The symplectic blow-up of a compact symplectic manifold $(X,\omega)$ along a compact symplectically embedded submanifold $(M,\sigma)$ results in another compact manifold $(\tilde{X},\tilde{\omega})$ given by $$\tilde{X}=\overline{X-V}\cup_{\varphi} \tilde{V}$$ where $V$ is a tubular neighborhood of $M$ that is diffeomorphic via $\varphi$ to $\tilde{V}$ and lives away from the zero section in the canonical line bundle over the projectivization of the normal bundle of $M$ in $X$. The blow-down map $f:\tilde{X}\rightarrow X$ restricts to a diffeomorphism in $\overline{X-V}$, so in general, if my understanding is correct, $\tilde{X}$ may not be realized as a fibre bundle over $X$. Indeed, the cohomology algebra for $\tilde{X}$, as shown by McDuff, is a direct sum of the cohomology for $X$ with a finitely generated module over the cohomology of $M$. The Leray-Hirsch theorem gives a tensor product result for the cohomology of fibre bundles and product spaces.
My question is, is it known what circumstances precipitate the symplectic blow-up $\tilde{X}$ to be at least homotopically equivalent to a fibre bundle over $X$? Or is this nonsense?
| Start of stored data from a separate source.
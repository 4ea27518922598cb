//! Text Primitive - Display text with styling and wrapping.
//!
//! The only leaf the crate ships. It measures itself in display cells and
//! paints line by line into the area the layout engine gave it.
//!
//! # Example
//!
//! ```ignore
//! use spark_document::{text, TextWrap};
//!
//! let label = text("Downloading…").bold().wrap(TextWrap::Truncate);
//! ```

use crossterm::style::Color;

use crate::engine::{Context, Element, Leaf};
use crate::layout::{clip_text, max_line_width, string_width, truncate_text, wrap_text};
use crate::renderer::Canvas;
use crate::types::{Attr, Rect, TextStyle, TextWrap};

use super::style::inherited_style;

// =============================================================================
// Text Leaf
// =============================================================================

/// A run of text, possibly spanning several lines.
#[derive(Debug, Clone, Default, PartialEq)]
pub struct Text {
    content: String,
    style: Option<TextStyle>,
    wrap: TextWrap,
}

/// Create a text leaf.
pub fn text(content: impl Into<String>) -> Text {
    Text::new(content)
}

impl Text {
    pub fn new(content: impl Into<String>) -> Self {
        Self {
            content: content.into(),
            ..Default::default()
        }
    }

    pub fn content(&self) -> &str {
        &self.content
    }

    /// Replace the whole style. Unset fields still fall through to the
    /// inherited style.
    pub fn style(mut self, style: TextStyle) -> Self {
        self.style = Some(style);
        self
    }

    pub fn wrap(mut self, wrap: TextWrap) -> Self {
        self.wrap = wrap;
        self
    }

    pub fn fg(self, color: Color) -> Self {
        self.map_style(|s| s.fg(color))
    }

    pub fn bg(self, color: Color) -> Self {
        self.map_style(|s| s.bg(color))
    }

    pub fn attrs(self, attrs: Attr) -> Self {
        self.map_style(|s| s.attrs(attrs))
    }

    pub fn bold(self) -> Self {
        self.attrs(Attr::BOLD)
    }

    pub fn italic(self) -> Self {
        self.attrs(Attr::ITALIC)
    }

    pub fn dim(self) -> Self {
        self.attrs(Attr::DIM)
    }

    fn map_style(mut self, f: impl FnOnce(TextStyle) -> TextStyle) -> Self {
        self.style = Some(f(self.style.unwrap_or_default()));
        self
    }

    /// Own style layered over the one inherited from context.
    fn resolved_style(&self, cx: &Context) -> TextStyle {
        let inherited = inherited_style(cx);
        match self.style {
            Some(own) => own.over(inherited),
            None => inherited,
        }
    }

    /// Lines as painted into `width` columns.
    fn lines(&self, width: u16) -> Vec<String> {
        match self.wrap {
            TextWrap::Wrap => wrap_text(&self.content, width),
            TextWrap::NoWrap => self.content.split('\n').map(|l| clip_text(l, width)).collect(),
            TextWrap::Truncate => self
                .content
                .split('\n')
                .map(|l| truncate_text(l, width))
                .collect(),
        }
    }

    fn hard_line_count(&self) -> u16 {
        if self.content.is_empty() {
            return 0;
        }
        self.content.split('\n').count().min(u16::MAX as usize) as u16
    }
}

impl Leaf for Text {
    fn measure(&self, _cx: &Context, available_width: Option<u16>) -> (u16, u16) {
        if self.content.is_empty() {
            return (0, 0);
        }

        let natural = max_line_width(&self.content);
        match (self.wrap, available_width) {
            (_, None) => (natural, self.hard_line_count()),
            (TextWrap::Wrap, Some(width)) => {
                let lines = wrap_text(&self.content, width);
                let cols = lines.iter().map(|l| string_width(l)).max().unwrap_or(0);
                (cols, lines.len().min(u16::MAX as usize) as u16)
            }
            (TextWrap::NoWrap | TextWrap::Truncate, Some(width)) => {
                (natural.min(width), self.hard_line_count())
            }
        }
    }

    fn paint(&self, cx: &Context, area: Rect, canvas: &mut Canvas) {
        if area.is_empty() {
            return;
        }

        let style = self.resolved_style(cx);
        for (row, line) in self.lines(area.width).iter().take(area.height as usize).enumerate() {
            canvas.put_str(area.x, area.y + row as u16, line, style, area);
        }
        if style.bg.is_some() {
            canvas.fill(area, style);
        }
    }
}

impl From<Text> for Element {
    fn from(text: Text) -> Self {
        Element::leaf(text)
    }
}

impl From<&str> for Element {
    fn from(content: &str) -> Self {
        Text::new(content).into()
    }
}

impl From<String> for Element {
    fn from(content: String) -> Self {
        Text::new(content).into()
    }
}

#[cfg(test)]
mod tests {
    use super::*;
    use crate::primitives::styled;
    use crate::primitives::STYLE_KEY;
    use crate::renderer::Cell;

    #[test]
    fn test_measure_unconstrained() {
        let t = text("ab\nabcd");
        assert_eq!(t.measure(&Context::new(), None), (4, 2));
        assert_eq!(text("").measure(&Context::new(), None), (0, 0));
    }

    #[test]
    fn test_measure_wraps_to_width() {
        let t = text("hello world");
        assert_eq!(t.measure(&Context::new(), Some(5)), (5, 3));
        // Min-content: widest character
        assert_eq!(t.measure(&Context::new(), Some(0)), (1, 11));
    }

    #[test]
    fn test_measure_truncate_keeps_one_line() {
        let t = text("hello world").wrap(TextWrap::Truncate);
        assert_eq!(t.measure(&Context::new(), Some(6)), (6, 1));
    }

    #[test]
    fn test_paint_truncate() {
        let t = text("hello world").wrap(TextWrap::Truncate);
        let mut canvas = Canvas::new(6, 1);
        t.paint(&Context::new(), canvas.bounds(), &mut canvas);
        assert_eq!(canvas.row_text(0), "hello…");
    }

    #[test]
    fn test_paint_respects_area_height() {
        let t = text("a\nb\nc");
        let mut canvas = Canvas::new(3, 3);
        t.paint(&Context::new(), Rect::new(1, 1, 2, 2), &mut canvas);
        assert_eq!(canvas.lines(), vec!["", " a", " b"]);
    }

    #[test]
    fn test_own_style_over_inherited() {
        let cx = Context::new().with_value(STYLE_KEY, TextStyle::new().fg(Color::Red).bold());
        let t = text("x").fg(Color::Blue);
        let mut canvas = Canvas::new(1, 1);
        t.paint(&cx, canvas.bounds(), &mut canvas);

        match canvas.get(0, 0) {
            Some(Cell::Glyph { style, .. }) => {
                assert_eq!(style.fg, Some(Color::Blue));
                assert!(style.attrs.contains(Attr::BOLD));
            }
            other => panic!("unexpected cell {other:?}"),
        }
    }

    #[test]
    fn test_str_into_element_is_leaf() {
        assert!(matches!(Element::from("hi"), Element::Leaf(_)));
        assert!(matches!(styled(TextStyle::new(), "hi"), Element::Context { .. }));
    }
}
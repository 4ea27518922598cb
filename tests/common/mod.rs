//! Shared helpers for integration tests.

#![allow(dead_code)]

use std::io::{self, Write};
use std::sync::{Arc, Mutex};

use spark_document::renderer::ansi;
use spark_document::{Document, DocumentConfig, Output};

/// In-memory sink whose contents stay readable after the document owns it.
#[derive(Clone, Default)]
pub struct SharedSink(Arc<Mutex<Vec<u8>>>);

impl SharedSink {
    /// Drain everything written so far.
    pub fn take(&self) -> String {
        let bytes = std::mem::take(&mut *self.0.lock().unwrap());
        String::from_utf8(bytes).unwrap()
    }

    pub fn len(&self) -> usize {
        self.0.lock().unwrap().len()
    }
}

impl Write for SharedSink {
    fn write(&mut self, buf: &[u8]) -> io::Result<usize> {
        self.0.lock().unwrap().extend_from_slice(buf);
        Ok(buf.len())
    }

    fn flush(&mut self) -> io::Result<()> {
        Ok(())
    }
}

/// A document with a fixed size writing into a shared sink.
pub fn document(rows: u16, cols: u16) -> (Document, SharedSink) {
    let sink = SharedSink::default();
    let doc = Document::with_config(DocumentConfig::new().with_size(rows, cols));
    doc.set_output(Output::new(sink.clone()));
    (doc, sink)
}

/// Painted text of a frame, escape sequences removed.
pub fn visible(frame: &str) -> String {
    ansi::strip_csi(frame)
}

/// Lines the frame's erase directive moved up over.
pub fn erased(frame: &str) -> u16 {
    ansi::parse_cursor_up(frame).unwrap_or(0)
}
This really isn't even true when $M$ is a point (this is really the only case I am familiar with). The symplectic blow-up is the natural generalization of the blowup in the complex setting (i.e. the birational isomorphism $\Bbb CP^2 \# \overline {\Bbb CP} ^2 \to \Bbb CP^2$). This is relatively clearly not a fiber bundle, and it would be completely impossible the blowdown to be a fiber bundle projection. In fact, say if $X$ is a symplectic 4-manifold, any symplectic blowup of $X$ at a point is diffeomorphic to $ X \# \overline {\Bbb CP}^2$.
If you really want, you can even pick compatible almost complex structures such that the blowup is biholomorphic to the (almost) complex blowup and the projection maps commute. In the big McDuff-Salamon book, there is a proof of Gromov non-squeezing using this construction, which can probably be read without reading much of the rest of the book.